Ok, I didn't even think of dogpacks. I'm not familiar with them so they did not come to mind! I'll look on ebay.


----------



## IceDog (Aug 1, 2010)

I've been wanting to order this dog back pack....

http://www.sierratradingpost.com/p/10413,97165_OllyDog-Dog-Pack-Large.html

Right now if you're subscribed to their daily specials emails, it is under $25 with free shipping.

I keep telling myself to save the money towards a sadde since I don't need one for a show.


----------



## sanhestar (Dec 10, 2008)

Hello,

I'm not sure that it would fit a goat very well. Look at the position of the girth. It's not where a girth on a goat should be.

I also have learned that dog shoulders are shorter than goat shoulders and the front strap can be too short.


----------



## cryptobrian (Apr 26, 2012)

4-Hgoats said:


> I don't want fancy or durable or big. I am only going to train with it then use it during the show once a year at fair. Thanks


We have large chaing craft stores like Michael's and Jo-Ann Fabrics. I don't recall which, but one of them recently had canvas bags, with zippers, that were just the right size and about 4 or 5 inches deep (as opposed to simply flat like a "totel" bag). They were $5. All it would take is sewing a strap to the back, with a loop on the end for hanging on the tree of your saddle. So, look around for some already-made tote/bag options, you might find something like this you can work with as a basis for a pannier.

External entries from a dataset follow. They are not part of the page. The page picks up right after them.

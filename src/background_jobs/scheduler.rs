use super::context::JobContext;
use super::handle::{SchedulerCommand, SchedulerHandle};
use super::job::{BackgroundJob, HookEvent, JobError, ShutdownBehavior};
use crate::server::metrics;
use std::collections::{HashMap, HashSet};
use std::sync::Arc;
use std::time::{Duration, Instant};
use tokio::sync::{mpsc, RwLock};
use tokio::task::JoinHandle;
use tokio_util::sync::CancellationToken;
use tracing::{debug, error, info};

/// How long the loop sleeps when no interval job is pending.
const IDLE_CHECK_INTERVAL: Duration = Duration::from_secs(60);
const SHUTDOWN_TIMEOUT: Duration = Duration::from_secs(30);

#[derive(Default)]
struct SharedJobState {
    jobs: HashMap<String, Arc<dyn BackgroundJob>>,
    running_jobs: HashSet<String>,
}

/// Manages background job scheduling and execution.
pub struct JobScheduler {
    shared_state: Arc<RwLock<SharedJobState>>,

    /// Task handles of running jobs, owned by the scheduler loop.
    running_handles: HashMap<String, JoinHandle<()>>,

    job_cancel_tokens: HashMap<String, CancellationToken>,

    /// Next due time of interval-scheduled jobs.
    next_runs: HashMap<String, Instant>,

    command_receiver: mpsc::Receiver<SchedulerCommand>,

    /// Job ids sent by finished job tasks, to wake the loop up.
    completion_sender: mpsc::UnboundedSender<String>,
    completion_receiver: mpsc::UnboundedReceiver<String>,

    shutdown_token: CancellationToken,

    job_context: JobContext,
}

impl JobScheduler {
    fn new(
        command_receiver: mpsc::Receiver<SchedulerCommand>,
        shutdown_token: CancellationToken,
        job_context: JobContext,
    ) -> Self {
        let (completion_sender, completion_receiver) = mpsc::unbounded_channel();
        Self {
            shared_state: Arc::new(RwLock::new(SharedJobState::default())),
            running_handles: HashMap::new(),
            job_cancel_tokens: HashMap::new(),
            next_runs: HashMap::new(),
            command_receiver,
            completion_sender,
            completion_receiver,
            shutdown_token,
            job_context,
        }
    }

    /// Register a job with the scheduler. Interval jobs first become due one
    /// interval from now.
    pub async fn register_job(&mut self, job: Arc<dyn BackgroundJob>) {
        let job_id = job.id().to_string();
        info!("Registering job: {} - {}", job_id, job.description());
        if let Some(interval) = job.schedule().interval() {
            self.next_runs.insert(job_id.clone(), Instant::now() + interval);
        }
        let mut state = self.shared_state.write().await;
        state.jobs.insert(job_id, job);
    }

    pub async fn job_count(&self) -> usize {
        self.shared_state.read().await.jobs.len()
    }

    /// Main scheduler loop. Returns once the shutdown token is cancelled.
    pub async fn run(&mut self) {
        let job_count = self.job_count().await;
        info!("Starting job scheduler with {} registered jobs", job_count);

        self.trigger_jobs_for_hook(HookEvent::OnStartup).await;

        loop {
            self.cleanup_completed_jobs().await;

            let sleep_duration = self.time_until_next_scheduled_job().await;
            debug!(
                "Scheduler sleeping for {:?} until next scheduled job",
                sleep_duration
            );

            tokio::select! {
                _ = tokio::time::sleep(sleep_duration) => {
                    self.run_due_jobs().await;
                }
                Some(cmd) = self.command_receiver.recv() => {
                    self.handle_command(cmd).await;
                }
                Some(job_id) = self.completion_receiver.recv() => {
                    debug!("Job {} finished", job_id);
                }
                _ = self.shutdown_token.cancelled() => {
                    info!("Scheduler received shutdown signal");
                    self.shutdown().await;
                    break;
                }
            }
        }

        info!("Job scheduler stopped");
    }

    async fn handle_command(&mut self, cmd: SchedulerCommand) {
        match cmd {
            SchedulerCommand::TriggerJob { job_id, reply } => {
                self.cleanup_completed_jobs().await;
                let result = self.trigger_job(&job_id).await;
                let _ = reply.send(result);
            }
            SchedulerCommand::IsRunning { job_id, reply } => {
                let state = self.shared_state.read().await;
                let result = if state.jobs.contains_key(&job_id) {
                    Ok(state.running_jobs.contains(&job_id))
                } else {
                    Err(JobError::NotFound)
                };
                let _ = reply.send(result);
            }
        }
    }

    async fn trigger_job(&mut self, job_id: &str) -> Result<(), JobError> {
        let state = self.shared_state.read().await;
        if !state.jobs.contains_key(job_id) {
            return Err(JobError::NotFound);
        }
        if state.running_jobs.contains(job_id) {
            return Err(JobError::AlreadyRunning);
        }
        drop(state);

        self.spawn_job(job_id, "manual").await;
        Ok(())
    }

    async fn time_until_next_scheduled_job(&self) -> Duration {
        let now = Instant::now();
        let state = self.shared_state.read().await;
        self.next_runs
            .iter()
            .filter(|(job_id, _)| !state.running_jobs.contains(*job_id))
            .map(|(_, next_run)| next_run.saturating_duration_since(now))
            .min()
            .unwrap_or(IDLE_CHECK_INTERVAL)
            .min(IDLE_CHECK_INTERVAL)
    }

    async fn run_due_jobs(&mut self) {
        let now = Instant::now();
        let due: Vec<String> = {
            let state = self.shared_state.read().await;
            self.next_runs
                .iter()
                .filter(|(job_id, next_run)| {
                    **next_run <= now && !state.running_jobs.contains(*job_id)
                })
                .map(|(job_id, _)| job_id.clone())
                .collect()
        };
        for job_id in due {
            self.spawn_job(&job_id, "schedule").await;
        }
    }

    async fn trigger_jobs_for_hook(&mut self, event: HookEvent) {
        let to_trigger: Vec<String> = {
            let state = self.shared_state.read().await;
            state
                .jobs
                .iter()
                .filter(|(job_id, job)| {
                    job.schedule().runs_on(event) && !state.running_jobs.contains(*job_id)
                })
                .map(|(job_id, _)| job_id.clone())
                .collect()
        };
        for job_id in to_trigger {
            let trigger = format!("hook:{}", event);
            self.spawn_job(&job_id, &trigger).await;
        }
    }

    async fn spawn_job(&mut self, job_id: &str, triggered_by: &str) {
        let job = {
            let state = self.shared_state.read().await;
            match state.jobs.get(job_id) {
                Some(job) => Arc::clone(job),
                None => {
                    error!("Attempted to spawn unknown job: {}", job_id);
                    return;
                }
            }
        };

        info!("Starting job: {} (triggered_by: {})", job_id, triggered_by);

        {
            let mut state = self.shared_state.write().await;
            state.running_jobs.insert(job_id.to_string());
        }

        // Push the next interval run out now so a long job cannot be
        // rescheduled while it is still running.
        if let Some(interval) = job.schedule().interval() {
            self.next_runs
                .insert(job_id.to_string(), Instant::now() + interval);
        }

        metrics::set_background_job_running(job_id, true);

        let cancel_token = self.job_context.cancellation_token.child_token();
        self.job_cancel_tokens
            .insert(job_id.to_string(), cancel_token.clone());
        let ctx = JobContext::new(cancel_token, Arc::clone(&self.job_context.library));

        let job_id_owned = job_id.to_string();
        let shared_state = Arc::clone(&self.shared_state);
        let completion_sender = self.completion_sender.clone();

        let handle = tokio::spawn(async move {
            let start_time = Instant::now();
            let result = tokio::task::spawn_blocking(move || job.execute(&ctx)).await;
            let elapsed = start_time.elapsed();

            let status_label = match result {
                Ok(Ok(())) => {
                    info!(
                        "Job {} completed successfully in {:?}",
                        job_id_owned, elapsed
                    );
                    "success"
                }
                Ok(Err(JobError::Cancelled)) => {
                    info!("Job {} was cancelled after {:?}", job_id_owned, elapsed);
                    "cancelled"
                }
                Ok(Err(e)) => {
                    error!("Job {} failed after {:?}: {}", job_id_owned, elapsed, e);
                    "failed"
                }
                Err(e) => {
                    error!("Job {} panicked after {:?}: {}", job_id_owned, elapsed, e);
                    "panic"
                }
            };

            metrics::record_background_job_execution(&job_id_owned, status_label, elapsed);
            metrics::set_background_job_running(&job_id_owned, false);

            shared_state.write().await.running_jobs.remove(&job_id_owned);
            let _ = completion_sender.send(job_id_owned);
        });

        self.running_handles.insert(job_id.to_string(), handle);
    }

    async fn cleanup_completed_jobs(&mut self) {
        let completed: Vec<String> = self
            .running_handles
            .iter()
            .filter(|(_, handle)| handle.is_finished())
            .map(|(job_id, _)| job_id.clone())
            .collect();

        for job_id in completed {
            if let Some(handle) = self.running_handles.remove(&job_id) {
                let _ = handle.await;
            }
            self.job_cancel_tokens.remove(&job_id);
        }
    }

    async fn shutdown(&mut self) {
        info!("Shutting down scheduler...");

        let mut wait_jobs = Vec::new();
        {
            let state = self.shared_state.read().await;
            for (job_id, handle) in self.running_handles.drain() {
                let behavior = state
                    .jobs
                    .get(&job_id)
                    .map(|j| j.shutdown_behavior())
                    .unwrap_or_default();
                if behavior == ShutdownBehavior::Cancellable {
                    if let Some(token) = self.job_cancel_tokens.get(&job_id) {
                        debug!("Cancelling job: {}", job_id);
                        token.cancel();
                    }
                } else {
                    info!("Waiting for job {} to complete...", job_id);
                }
                wait_jobs.push(handle);
            }
        }

        for handle in wait_jobs {
            let _ = tokio::time::timeout(SHUTDOWN_TIMEOUT, handle).await;
        }

        self.job_cancel_tokens.clear();
        info!("Scheduler shutdown complete");
    }
}

/// Create a scheduler and its handle.
pub fn create_scheduler(
    shutdown_token: CancellationToken,
    job_context: JobContext,
) -> (JobScheduler, SchedulerHandle) {
    let (command_tx, command_rx) = mpsc::channel(100);
    let scheduler = JobScheduler::new(command_rx, shutdown_token, job_context);
    (scheduler, SchedulerHandle::new(command_tx))
}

Also, take a look at army surplus stores for canvas bags and rucksacks. Lots of folks turn these into bicycle panniers and I would imagine it wouldn't take a lot of modification to be suitable for goat panniers.


----------



## Hasligrove (Dec 10, 2008)

I started with dog packs....just because I wanted my boys to feel like the big boys when we went hiking. They never carried much. I think they are a ruff wear brand but don't have them in front of me right now. One of the problems with dog packs is the placement of the straps. The packs I looked for were detachable from the harness part and had webbing between the two packs that held them together. I had Rex from Northwest Packgoat supply make me custom pads. I had them take one of their normal saddle pads and add all the straps that would normally be on the saddle. (this way they would get used to the straps..especially the butt strap that some seem to hate)Also big strips of velcro on top so I could velco the packs on the pad. Kind of like a bare back ridding pad for horses. Anyways...you still can't put much weight in them because they have no structure to them but it make them feel like big boys. Now that they are older I found that I can take the packs off and set them over the crossbuck of the saddle and still use the packs. I would look for these qualities if you are considering a dog pack so you can grow into a real saddle.


----------